DATA IN THIS EXERCISE –
——————

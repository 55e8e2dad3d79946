use kurbo::{Point, Rect, RoundedRect, Size, Stroke};
use parley::FontWeight;
use peniko::{Brush, Color};

use crate::{
  InputState, RenderModel,
  grid::Grid,
  hex::Rgb,
  mix::Blend,
  render::{Align, DrawText, Render},
};

const MARGIN: f64 = 40.0;
const CAPTION_HEIGHT: f64 = 40.0;
const TITLE_HEIGHT: f64 = 36.0;
const HEADER_HEIGHT: f64 = 26.0;
const LABEL_WIDTH: f64 = 52.0;
const SWATCH: f64 = 76.0;
const GAP: f64 = 10.0;
const HEX_HEIGHT: f64 = 18.0;
const SPACING: f64 = 56.0;
const GRIDS_PER_ROW: usize = 2;
const EMPTY_SIZE: Size = Size::new(640.0, 240.0);

const TEXT_COLOR: Brush = Brush::Solid(Color::from_rgb8(32, 32, 32));
const MUTED_COLOR: Brush = Brush::Solid(Color::from_rgb8(110, 110, 110));
const BORDER_COLOR: Brush = Brush::Solid(Color::from_rgb8(200, 200, 200));

/// A render model plus the caption line drawn above it.
pub struct Sheet<'a> {
  model:   &'a RenderModel,
  caption: String,
}

/// Where everything on a sheet goes, in sheet pixels.
#[derive(Debug, Clone, PartialEq)]
pub struct SheetLayout {
  pub size:    Size,
  pub caption: Point,
  pub grids:   Vec<GridLayout>,
}

#[derive(Debug, Clone, PartialEq)]
pub struct GridLayout {
  pub bounds:   Rect,
  pub title:    Point,
  pub headers:  Vec<Point>,
  pub labels:   Vec<Point>,
  pub swatches: Vec<Vec<Rect>>,
}

/// The status line for a sheet: inputs, preset, row scale and blend.
pub fn caption(state: &InputState, blend: Blend) -> String {
  let mut caption = format!(
    "A {}   B {}   Preset: {}   Rows: {:?}   Blend: {:?}",
    display_input(state.color_a()),
    display_input(state.color_b()),
    state.preset().name,
    state.scale(),
    blend,
  );
  if let Some(start) = state.tint_start() {
    caption.push_str(&format!("   Tint below {start:.2}"));
  }
  caption
}

fn display_input(input: &str) -> &str { if input.is_empty() { "-" } else { input } }

impl<'a> Sheet<'a> {
  pub fn new(model: &'a RenderModel, caption: impl Into<String>) -> Self {
    Sheet { model, caption: caption.into() }
  }

  pub fn layout(&self) -> SheetLayout {
    let caption = Point::new(MARGIN, MARGIN + CAPTION_HEIGHT / 2.0);
    let Some(first) = self.model.grids.first() else {
      return SheetLayout { size: EMPTY_SIZE, caption, grids: vec![] };
    };

    let grid_size = grid_size(first);
    let count = self.model.grids.len();
    let across = count.min(GRIDS_PER_ROW);
    let down = count.div_ceil(GRIDS_PER_ROW);

    let grids = self
      .model
      .grids
      .iter()
      .enumerate()
      .map(|(i, grid)| {
        let origin = Point::new(
          MARGIN + (i % GRIDS_PER_ROW) as f64 * (grid_size.width + SPACING),
          MARGIN + CAPTION_HEIGHT + (i / GRIDS_PER_ROW) as f64 * (grid_size.height + SPACING),
        );
        layout_grid(grid, origin)
      })
      .collect();

    let size = Size::new(
      2.0 * MARGIN + across as f64 * grid_size.width + (across - 1) as f64 * SPACING,
      2.0 * MARGIN
        + CAPTION_HEIGHT
        + down as f64 * grid_size.height
        + (down - 1) as f64 * SPACING,
    );

    SheetLayout { size, caption, grids }
  }

  pub(crate) fn draw(&self, render: &mut Render, layout: &SheetLayout) {
    render.draw_text(DrawText {
      text: &self.caption,
      size: 16.0,
      brush: MUTED_COLOR,
      position: layout.caption,
      vertical_align: Align::Center,
      ..Default::default()
    });

    if self.model.is_empty() {
      render.draw_text(DrawText {
        text: "Enter two colors as #RRGGBB to see the mixes.",
        size: 20.0,
        brush: TEXT_COLOR,
        position: Point::new(layout.size.width / 2.0, layout.size.height / 2.0 + MARGIN / 2.0),
        horizontal_align: Align::Center,
        vertical_align: Align::Center,
        ..Default::default()
      });
      return;
    }

    for (grid, grid_layout) in self.model.grids.iter().zip(&layout.grids) {
      draw_grid(render, grid, grid_layout);
    }
  }
}

fn grid_size(grid: &Grid) -> Size {
  let columns = grid.columns.len() as f64;
  let rows = grid.rows.len() as f64;
  Size::new(
    LABEL_WIDTH + columns * SWATCH + (columns - 1.0).max(0.0) * GAP,
    TITLE_HEIGHT + HEADER_HEIGHT + rows * (SWATCH + HEX_HEIGHT) + (rows - 1.0).max(0.0) * GAP,
  )
}

fn layout_grid(grid: &Grid, origin: Point) -> GridLayout {
  let size = grid_size(grid);
  let swatch_top = origin.y + TITLE_HEIGHT + HEADER_HEIGHT;
  let column_x = |col: usize| origin.x + LABEL_WIDTH + col as f64 * (SWATCH + GAP);
  let row_y = |row: usize| swatch_top + row as f64 * (SWATCH + HEX_HEIGHT + GAP);

  GridLayout {
    bounds:   Rect::from_origin_size(origin, size),
    title:    Point::new(origin.x, origin.y + TITLE_HEIGHT / 2.0),
    headers:  (0..grid.columns.len())
      .map(|col| Point::new(column_x(col) + SWATCH / 2.0, swatch_top - HEADER_HEIGHT / 2.0))
      .collect(),
    labels:   (0..grid.rows.len())
      .map(|row| Point::new(column_x(0) - GAP, row_y(row) + SWATCH / 2.0))
      .collect(),
    swatches: grid
      .rows
      .iter()
      .enumerate()
      .map(|(row, grid_row)| {
        (0..grid_row.cells.len())
          .map(|col| {
            Rect::from_origin_size(Point::new(column_x(col), row_y(row)), (SWATCH, SWATCH))
          })
          .collect()
      })
      .collect(),
  }
}

fn draw_grid(render: &mut Render, grid: &Grid, layout: &GridLayout) {
  render.draw_text(DrawText {
    text: &grid.title,
    size: 20.0,
    weight: FontWeight::BOLD,
    brush: TEXT_COLOR,
    position: layout.title,
    vertical_align: Align::Center,
    ..Default::default()
  });

  for (label, position) in grid.columns.iter().zip(&layout.headers) {
    render.draw_text(DrawText {
      text: label,
      size: 12.0,
      brush: MUTED_COLOR,
      position: *position,
      horizontal_align: Align::Center,
      vertical_align: Align::Center,
      ..Default::default()
    });
  }

  for ((row, position), rects) in grid.rows.iter().zip(&layout.labels).zip(&layout.swatches) {
    render.draw_text(DrawText {
      text: row.label,
      size: 14.0,
      weight: FontWeight::SEMI_BOLD,
      brush: TEXT_COLOR,
      position: *position,
      horizontal_align: Align::End,
      vertical_align: Align::Center,
      ..Default::default()
    });

    for (cell, rect) in row.cells.iter().zip(rects) {
      let swatch = RoundedRect::from_rect(*rect, 4.0);
      render.fill(&swatch, &brush(cell.color));
      render.stroke(&swatch, &BORDER_COLOR, &Stroke::new(1.0));

      let hex = cell.color.hex();
      render.draw_text(DrawText {
        text: &hex,
        size: 11.0,
        brush: MUTED_COLOR,
        position: Point::new(rect.center().x, rect.y1 + HEX_HEIGHT / 2.0),
        horizontal_align: Align::Center,
        vertical_align: Align::Center,
        ..Default::default()
      });
    }
  }
}

fn brush(rgb: Rgb) -> Brush {
  let Rgb([r, g, b]) = rgb;
  Brush::Solid(Color::from_rgb8(r, g, b))
}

——————

WORK ORDER – The whole of the material should be restated word for word.

COMPLETED EXERCISE –
repository 55e8e2dad3d79946
use kurbo::{Point, Rect, RoundedRect, Size, Stroke};
use parley::FontWeight;
use peniko::{Brush, Color};

use crate::{
  InputState, RenderModel,
  grid::Grid,
  hex::Rgb,
  mix::Blend,
  render::{Align, DrawText, Render},
};

const MARGIN: f64 = 40.0;
const CAPTION_HEIGHT: f64 = 40.0;
const TITLE_HEIGHT: f64 = 36.0;
const HEADER_HEIGHT: f64 = 26.0;
const LABEL_WIDTH: f64 = 52.0;
const SWATCH: f64 = 76.0;
const GAP: f64 = 10.0;
const HEX_HEIGHT: f64 = 18.0;
const SPACING: f64 = 56.0;
const GRIDS_PER_ROW: usize = 2;
const EMPTY_SIZE: Size = Size::new(640.0, 240.0);

const TEXT_COLOR: Brush = Brush::Solid(Color::from_rgb8(32, 32, 32));
const MUTED_COLOR: Brush = Brush::Solid(Color::from_rgb8(110, 110, 110));
const BORDER_COLOR: Brush = Brush::Solid(Color::from_rgb8(200, 200, 200));

/// A render model plus the caption line drawn above it.
pub struct Sheet<'a> {
  model:   &'a RenderModel,
  caption: String,
}

/// Where everything on a sheet goes, in sheet pixels.
#[derive(Debug, Clone, PartialEq)]
pub struct SheetLayout {
  pub size:    Size,
  pub caption: Point,
  pub grids:   Vec<GridLayout>,
}

#[derive(Debug, Clone, PartialEq)]
pub struct GridLayout {
  pub bounds:   Rect,
  pub title:    Point,
  pub headers:  Vec<Point>,
  pub labels:   Vec<Point>,
  pub swatches: Vec<Vec<Rect>>,
}

/// The status line for a sheet: inputs, preset, row scale and blend.
pub fn caption(state: &InputState, blend: Blend) -> String {
  let mut caption = format!(
    "A {}   B {}   Preset: {}   Rows: {:?}   Blend: {:?}",
    display_input(state.color_a()),
    display_input(state.color_b()),
    state.preset().name,
    state.scale(),
    blend,
  );
  if let Some(start) = state.tint_start() {
    caption.push_str(&format!("   Tint below {start:.2}"));
  }
  caption
}

fn display_input(input: &str) -> &str { if input.is_empty() { "-" } else { input } }

impl<'a> Sheet<'a> {
  pub fn new(model: &'a RenderModel, caption: impl Into<String>) -> Self {
    Sheet { model, caption: caption.into() }
  }

  pub fn layout(&self) -> SheetLayout {
    let caption = Point::new(MARGIN, MARGIN + CAPTION_HEIGHT / 2.0);
    let Some(first) = self.model.grids.first() else {
      return SheetLayout { size: EMPTY_SIZE, caption, grids: vec![] };
    };

    let grid_size = grid_size(first);
    let count = self.model.grids.len();
    let across = count.min(GRIDS_PER_ROW);
    let down = count.div_ceil(GRIDS_PER_ROW);

    let grids = self
      .model
      .grids
      .iter()
      .enumerate()
      .map(|(i, grid)| {
        let origin = Point::new(
          MARGIN + (i % GRIDS_PER_ROW) as f64 * (grid_size.width + SPACING),
          MARGIN + CAPTION_HEIGHT + (i / GRIDS_PER_ROW) as f64 * (grid_size.height + SPACING),
        );
        layout_grid(grid, origin)
      })
      .collect();

    let size = Size::new(
      2.0 * MARGIN + across as f64 * grid_size.width + (across - 1) as f64 * SPACING,
      2.0 * MARGIN
        + CAPTION_HEIGHT
        + down as f64 * grid_size.height
        + (down - 1) as f64 * SPACING,
    );

    SheetLayout { size, caption, grids }
  }

  pub(crate) fn draw(&self, render: &mut Render, layout: &SheetLayout) {
    render.draw_text(DrawText {
      text: &self.caption,
      size: 16.0,
      brush: MUTED_COLOR,
      position: layout.caption,
      vertical_align: Align::Center,
      ..Default::default()
    });

    if self.model.is_empty() {
      render.draw_text(DrawText {
        text: "Enter two colors as #RRGGBB to see the mixes.",
        size: 20.0,
        brush: TEXT_COLOR,
        position: Point::new(layout.size.width / 2.0, layout.size.height / 2.0 + MARGIN / 2.0),
        horizontal_align: Align::Center,
        vertical_align: Align::Center,
        ..Default::default()
      });
      return;
    }

    for (grid, grid_layout) in self.model.grids.iter().zip(&layout.grids) {
      draw_grid(render, grid, grid_layout);
    }
  }
}

fn grid_size(grid: &Grid) -> Size {
  let columns = grid.columns.len() as f64;
  let rows = grid.rows.len() as f64;
  Size::new(
    LABEL_WIDTH + columns * SWATCH + (columns - 1.0).max(0.0) * GAP,
    TITLE_HEIGHT + HEADER_HEIGHT + rows * (SWATCH + HEX_HEIGHT) + (rows - 1.0).max(0.0) * GAP,
  )
}

fn layout_grid(grid: &Grid, origin: Point) -> GridLayout {
  let size = grid_size(grid);
  let swatch_top = origin.y + TITLE_HEIGHT + HEADER_HEIGHT;
  let column_x = |col: usize| origin.x + LABEL_WIDTH + col as f64 * (SWATCH + GAP);
  let row_y = |row: usize| swatch_top + row as f64 * (SWATCH + HEX_HEIGHT + GAP);

  GridLayout {
    bounds:   Rect::from_origin_size(origin, size),
    title:    Point::new(origin.x, origin.y + TITLE_HEIGHT / 2.0),
    headers:  (0..grid.columns.len())
      .map(|col| Point::new(column_x(col) + SWATCH / 2.0, swatch_top - HEADER_HEIGHT / 2.0))
      .collect(),
    labels:   (0..grid.rows.len())
      .map(|row| Point::new(column_x(0) - GAP, row_y(row) + SWATCH / 2.0))
      .collect(),
    swatches: grid
      .rows
      .iter()
      .enumerate()
      .map(|(row, grid_row)| {
        (0..grid_row.cells.len())
          .map(|col| {
            Rect::from_origin_size(Point::new(column_x(col), row_y(row)), (SWATCH, SWATCH))
          })
          .collect()
      })
      .collect(),
  }
}

fn draw_grid(render: &mut Render, grid: &Grid, layout: &GridLayout) {
  render.draw_text(DrawText {
    text: &grid.title,
    size: 20.0,
    weight: FontWeight::BOLD,
    brush: TEXT_COLOR,
    position: layout.title,
    vertical_align: Align::Center,
    ..Default::default()
  });

  for (label, position) in grid.columns.iter().zip(&layout.headers) {
    render.draw_text(DrawText {
      text: label,
      size: 12.0,
      brush: MUTED_COLOR,
      position: *position,
      horizontal_align: Align::Center,
      vertical_align: Align::Center,
      ..Default::default()
    });
  }

  for ((row, position), rects) in grid.rows.iter().zip(&layout.labels).zip(&layout.swatches) {
    render.draw_text(DrawText {
      text: row.label,
      size: 14.0,
      weight: FontWeight::SEMI_BOLD,
      brush: TEXT_COLOR,
      position: *position,
      horizontal_align: Align::End,
      vertical_align: Align::Center,
      ..Default::default()
    });

    for (cell, rect) in row.cells.iter().zip(rects) {
      let swatch = RoundedRect::from_rect(*rect, 4.0);
      render.fill(&swatch, &brush(cell.color));
      render.stroke(&swatch, &BORDER_COLOR, &Stroke::new(1.0));

      let hex = cell.color.hex();
      render.draw_text(DrawText {
        text: &hex,
        size: 11.0,
        brush: MUTED_COLOR,
        position: Point::new(rect.center().x, rect.y1 + HEX_HEIGHT / 2.0),
        horizontal_align: Align::Center,
        vertical_align: Align::Center,
        ..Default::default()
      });
    }
  }
}

fn brush(rgb: Rgb) -> Brush {
  let Rgb([r, g, b]) = rgb;
  Brush::Solid(Color::from_rgb8(r, g, b))
}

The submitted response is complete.